--- Data section ---

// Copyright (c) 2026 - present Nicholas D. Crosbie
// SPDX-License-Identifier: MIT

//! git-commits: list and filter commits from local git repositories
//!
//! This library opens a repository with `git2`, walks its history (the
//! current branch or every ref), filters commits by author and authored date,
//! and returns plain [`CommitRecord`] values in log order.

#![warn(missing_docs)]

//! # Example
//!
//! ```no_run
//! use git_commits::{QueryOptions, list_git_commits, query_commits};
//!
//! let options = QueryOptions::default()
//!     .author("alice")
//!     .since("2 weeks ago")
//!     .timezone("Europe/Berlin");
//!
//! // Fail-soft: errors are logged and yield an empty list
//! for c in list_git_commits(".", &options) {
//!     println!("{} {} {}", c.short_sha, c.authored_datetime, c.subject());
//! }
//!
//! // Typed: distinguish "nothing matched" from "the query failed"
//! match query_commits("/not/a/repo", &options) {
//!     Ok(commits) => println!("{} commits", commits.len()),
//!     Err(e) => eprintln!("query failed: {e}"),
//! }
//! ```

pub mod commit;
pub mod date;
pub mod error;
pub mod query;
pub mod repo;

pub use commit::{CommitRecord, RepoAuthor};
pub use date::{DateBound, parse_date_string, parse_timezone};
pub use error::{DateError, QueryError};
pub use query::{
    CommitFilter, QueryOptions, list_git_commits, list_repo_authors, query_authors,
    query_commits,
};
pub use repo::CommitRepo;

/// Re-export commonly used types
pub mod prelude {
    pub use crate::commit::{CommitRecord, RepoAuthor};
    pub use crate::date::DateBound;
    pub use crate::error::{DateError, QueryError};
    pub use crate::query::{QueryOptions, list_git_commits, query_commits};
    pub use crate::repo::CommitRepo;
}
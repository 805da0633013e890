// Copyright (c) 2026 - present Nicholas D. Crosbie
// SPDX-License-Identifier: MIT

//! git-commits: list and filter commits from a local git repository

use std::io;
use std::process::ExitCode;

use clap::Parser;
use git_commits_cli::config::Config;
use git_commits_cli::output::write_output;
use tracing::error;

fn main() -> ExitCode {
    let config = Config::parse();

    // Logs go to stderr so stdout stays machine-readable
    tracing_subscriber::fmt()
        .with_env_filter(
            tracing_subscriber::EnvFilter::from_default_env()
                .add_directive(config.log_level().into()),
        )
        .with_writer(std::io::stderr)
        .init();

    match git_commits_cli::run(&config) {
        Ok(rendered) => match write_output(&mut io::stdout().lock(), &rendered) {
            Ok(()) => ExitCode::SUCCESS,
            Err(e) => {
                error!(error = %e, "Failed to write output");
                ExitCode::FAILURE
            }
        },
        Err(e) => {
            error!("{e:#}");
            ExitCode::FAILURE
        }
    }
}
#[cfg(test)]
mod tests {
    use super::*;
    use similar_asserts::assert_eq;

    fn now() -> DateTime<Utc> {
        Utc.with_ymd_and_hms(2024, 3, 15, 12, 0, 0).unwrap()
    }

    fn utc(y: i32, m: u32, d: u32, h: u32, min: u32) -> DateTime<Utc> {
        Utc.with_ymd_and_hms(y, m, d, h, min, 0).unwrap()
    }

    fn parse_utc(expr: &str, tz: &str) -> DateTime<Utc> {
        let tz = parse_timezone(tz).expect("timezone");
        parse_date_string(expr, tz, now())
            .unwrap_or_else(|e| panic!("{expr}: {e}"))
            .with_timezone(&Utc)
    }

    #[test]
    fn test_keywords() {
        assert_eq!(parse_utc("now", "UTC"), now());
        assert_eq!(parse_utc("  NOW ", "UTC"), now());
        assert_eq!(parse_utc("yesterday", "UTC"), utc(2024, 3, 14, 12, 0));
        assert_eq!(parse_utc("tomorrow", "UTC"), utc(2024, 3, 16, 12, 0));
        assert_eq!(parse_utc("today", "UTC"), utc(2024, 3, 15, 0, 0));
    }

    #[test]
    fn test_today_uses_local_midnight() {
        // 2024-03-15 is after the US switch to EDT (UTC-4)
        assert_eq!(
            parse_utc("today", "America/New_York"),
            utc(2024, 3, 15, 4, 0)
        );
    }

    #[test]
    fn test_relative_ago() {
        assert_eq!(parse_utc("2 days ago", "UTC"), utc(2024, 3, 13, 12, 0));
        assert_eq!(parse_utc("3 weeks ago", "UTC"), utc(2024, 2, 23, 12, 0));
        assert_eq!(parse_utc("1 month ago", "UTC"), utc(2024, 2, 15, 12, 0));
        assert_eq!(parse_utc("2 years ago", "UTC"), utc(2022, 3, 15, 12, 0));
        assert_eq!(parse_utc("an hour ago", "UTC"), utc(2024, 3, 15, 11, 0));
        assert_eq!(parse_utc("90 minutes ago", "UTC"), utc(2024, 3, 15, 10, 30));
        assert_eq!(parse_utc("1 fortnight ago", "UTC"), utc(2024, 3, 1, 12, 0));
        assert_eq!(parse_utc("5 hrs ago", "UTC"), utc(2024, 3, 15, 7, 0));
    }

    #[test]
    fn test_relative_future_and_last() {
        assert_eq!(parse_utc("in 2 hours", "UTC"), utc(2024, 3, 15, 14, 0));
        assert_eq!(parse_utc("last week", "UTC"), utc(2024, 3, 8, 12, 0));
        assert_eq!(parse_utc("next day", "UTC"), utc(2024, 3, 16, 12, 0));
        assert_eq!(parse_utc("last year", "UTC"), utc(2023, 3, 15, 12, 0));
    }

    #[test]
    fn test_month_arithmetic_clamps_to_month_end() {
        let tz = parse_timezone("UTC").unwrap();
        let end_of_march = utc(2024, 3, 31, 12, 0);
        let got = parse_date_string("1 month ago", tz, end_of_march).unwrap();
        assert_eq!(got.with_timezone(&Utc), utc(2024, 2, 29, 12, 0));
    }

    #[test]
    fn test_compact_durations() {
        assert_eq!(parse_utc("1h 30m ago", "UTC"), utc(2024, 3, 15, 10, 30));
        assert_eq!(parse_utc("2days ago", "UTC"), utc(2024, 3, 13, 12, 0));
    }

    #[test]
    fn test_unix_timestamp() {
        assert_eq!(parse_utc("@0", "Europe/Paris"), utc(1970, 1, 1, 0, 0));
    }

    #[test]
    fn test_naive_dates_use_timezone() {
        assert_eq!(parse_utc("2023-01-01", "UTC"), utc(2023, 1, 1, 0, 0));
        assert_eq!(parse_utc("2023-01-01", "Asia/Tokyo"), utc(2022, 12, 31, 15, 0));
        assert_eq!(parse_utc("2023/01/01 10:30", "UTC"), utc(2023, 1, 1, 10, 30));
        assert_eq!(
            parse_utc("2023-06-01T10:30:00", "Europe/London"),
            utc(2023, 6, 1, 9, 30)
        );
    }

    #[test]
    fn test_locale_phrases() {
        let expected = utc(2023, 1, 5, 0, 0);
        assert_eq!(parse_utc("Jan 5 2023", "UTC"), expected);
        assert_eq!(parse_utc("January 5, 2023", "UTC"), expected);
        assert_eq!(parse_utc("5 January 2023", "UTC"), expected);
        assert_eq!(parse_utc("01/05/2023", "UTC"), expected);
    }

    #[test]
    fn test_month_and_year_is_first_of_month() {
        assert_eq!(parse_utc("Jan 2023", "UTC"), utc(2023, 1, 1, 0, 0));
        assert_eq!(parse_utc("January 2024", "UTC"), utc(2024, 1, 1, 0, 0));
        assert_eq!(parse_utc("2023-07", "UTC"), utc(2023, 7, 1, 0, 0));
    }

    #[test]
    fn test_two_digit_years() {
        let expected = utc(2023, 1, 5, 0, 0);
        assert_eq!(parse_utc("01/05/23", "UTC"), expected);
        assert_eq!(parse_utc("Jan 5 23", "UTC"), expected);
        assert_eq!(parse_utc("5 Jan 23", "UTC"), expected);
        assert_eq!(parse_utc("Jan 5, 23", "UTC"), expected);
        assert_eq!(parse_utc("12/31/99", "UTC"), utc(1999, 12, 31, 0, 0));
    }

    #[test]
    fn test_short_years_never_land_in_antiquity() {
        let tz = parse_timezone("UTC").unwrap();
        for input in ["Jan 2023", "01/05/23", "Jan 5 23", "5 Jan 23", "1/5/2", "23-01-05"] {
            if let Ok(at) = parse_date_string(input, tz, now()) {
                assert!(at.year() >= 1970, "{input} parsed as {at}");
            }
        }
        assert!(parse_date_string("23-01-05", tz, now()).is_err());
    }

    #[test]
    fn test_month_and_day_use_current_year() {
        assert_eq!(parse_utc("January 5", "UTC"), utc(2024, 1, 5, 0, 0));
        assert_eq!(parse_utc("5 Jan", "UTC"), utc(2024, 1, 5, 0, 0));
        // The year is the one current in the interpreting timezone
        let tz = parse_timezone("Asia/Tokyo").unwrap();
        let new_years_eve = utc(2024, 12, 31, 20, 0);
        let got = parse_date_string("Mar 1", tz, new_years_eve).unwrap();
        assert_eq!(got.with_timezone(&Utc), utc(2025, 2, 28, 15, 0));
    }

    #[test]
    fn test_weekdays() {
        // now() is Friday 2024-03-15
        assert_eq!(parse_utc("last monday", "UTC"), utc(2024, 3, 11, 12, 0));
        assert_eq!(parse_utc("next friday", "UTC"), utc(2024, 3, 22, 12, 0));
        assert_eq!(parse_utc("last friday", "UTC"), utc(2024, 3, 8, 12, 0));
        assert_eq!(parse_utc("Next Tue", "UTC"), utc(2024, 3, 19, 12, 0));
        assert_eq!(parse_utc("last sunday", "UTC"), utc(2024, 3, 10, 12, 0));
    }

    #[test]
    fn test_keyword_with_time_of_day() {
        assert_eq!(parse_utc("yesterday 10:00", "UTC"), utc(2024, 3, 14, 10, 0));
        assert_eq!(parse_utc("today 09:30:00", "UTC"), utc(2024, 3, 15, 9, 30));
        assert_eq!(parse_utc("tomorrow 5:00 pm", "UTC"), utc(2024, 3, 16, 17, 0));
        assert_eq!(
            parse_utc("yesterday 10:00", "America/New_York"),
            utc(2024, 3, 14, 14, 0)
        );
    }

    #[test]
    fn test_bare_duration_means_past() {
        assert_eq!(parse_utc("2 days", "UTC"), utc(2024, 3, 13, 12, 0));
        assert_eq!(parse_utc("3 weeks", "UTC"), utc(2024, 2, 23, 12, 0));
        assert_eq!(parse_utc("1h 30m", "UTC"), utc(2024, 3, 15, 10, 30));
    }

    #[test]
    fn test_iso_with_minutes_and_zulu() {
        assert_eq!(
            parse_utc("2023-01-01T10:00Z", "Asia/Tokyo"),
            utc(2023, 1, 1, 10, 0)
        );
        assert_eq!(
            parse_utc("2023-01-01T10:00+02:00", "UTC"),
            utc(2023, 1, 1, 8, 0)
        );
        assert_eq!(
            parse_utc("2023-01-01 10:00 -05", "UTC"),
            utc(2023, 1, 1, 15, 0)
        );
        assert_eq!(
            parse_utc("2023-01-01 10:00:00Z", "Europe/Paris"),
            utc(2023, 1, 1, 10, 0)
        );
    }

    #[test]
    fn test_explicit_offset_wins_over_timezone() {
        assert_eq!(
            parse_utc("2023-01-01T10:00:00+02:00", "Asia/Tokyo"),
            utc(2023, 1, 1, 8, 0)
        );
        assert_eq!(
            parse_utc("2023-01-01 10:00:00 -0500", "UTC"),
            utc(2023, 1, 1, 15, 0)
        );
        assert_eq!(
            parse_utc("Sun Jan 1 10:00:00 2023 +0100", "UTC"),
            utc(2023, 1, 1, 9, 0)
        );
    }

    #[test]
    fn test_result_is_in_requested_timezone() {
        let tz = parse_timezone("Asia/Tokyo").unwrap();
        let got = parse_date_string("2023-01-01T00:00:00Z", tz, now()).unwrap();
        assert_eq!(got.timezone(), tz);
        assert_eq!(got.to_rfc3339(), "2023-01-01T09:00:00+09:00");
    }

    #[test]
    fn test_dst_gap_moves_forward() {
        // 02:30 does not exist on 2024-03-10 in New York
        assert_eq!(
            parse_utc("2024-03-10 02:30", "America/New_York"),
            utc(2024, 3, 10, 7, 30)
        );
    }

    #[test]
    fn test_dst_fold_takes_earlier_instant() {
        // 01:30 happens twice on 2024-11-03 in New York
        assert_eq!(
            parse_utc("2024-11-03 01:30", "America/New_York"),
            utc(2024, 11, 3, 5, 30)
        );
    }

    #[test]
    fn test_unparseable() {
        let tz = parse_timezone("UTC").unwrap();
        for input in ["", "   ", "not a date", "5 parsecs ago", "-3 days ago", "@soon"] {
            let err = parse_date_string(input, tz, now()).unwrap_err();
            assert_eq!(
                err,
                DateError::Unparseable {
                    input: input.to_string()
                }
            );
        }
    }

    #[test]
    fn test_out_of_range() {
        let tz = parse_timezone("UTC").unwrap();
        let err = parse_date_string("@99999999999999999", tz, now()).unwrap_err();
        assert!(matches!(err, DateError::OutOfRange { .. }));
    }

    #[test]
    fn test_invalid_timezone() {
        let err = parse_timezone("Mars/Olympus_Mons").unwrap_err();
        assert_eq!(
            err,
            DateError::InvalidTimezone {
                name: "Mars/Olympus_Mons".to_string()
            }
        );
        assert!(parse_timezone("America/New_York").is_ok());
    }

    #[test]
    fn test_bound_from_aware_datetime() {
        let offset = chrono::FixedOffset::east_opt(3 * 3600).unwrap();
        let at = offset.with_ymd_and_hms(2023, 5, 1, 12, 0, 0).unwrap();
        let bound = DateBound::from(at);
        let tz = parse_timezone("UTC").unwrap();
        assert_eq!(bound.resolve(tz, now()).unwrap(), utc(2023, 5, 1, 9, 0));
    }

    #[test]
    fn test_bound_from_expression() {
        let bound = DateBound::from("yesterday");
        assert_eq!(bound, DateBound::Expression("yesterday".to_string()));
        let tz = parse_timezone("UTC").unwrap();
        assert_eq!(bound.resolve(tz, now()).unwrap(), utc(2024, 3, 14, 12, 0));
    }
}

---

| Aim of the exercise |
Among the entries above, how many lines hold the word "Asia"? Reply with only that number.

| Result for this task |
5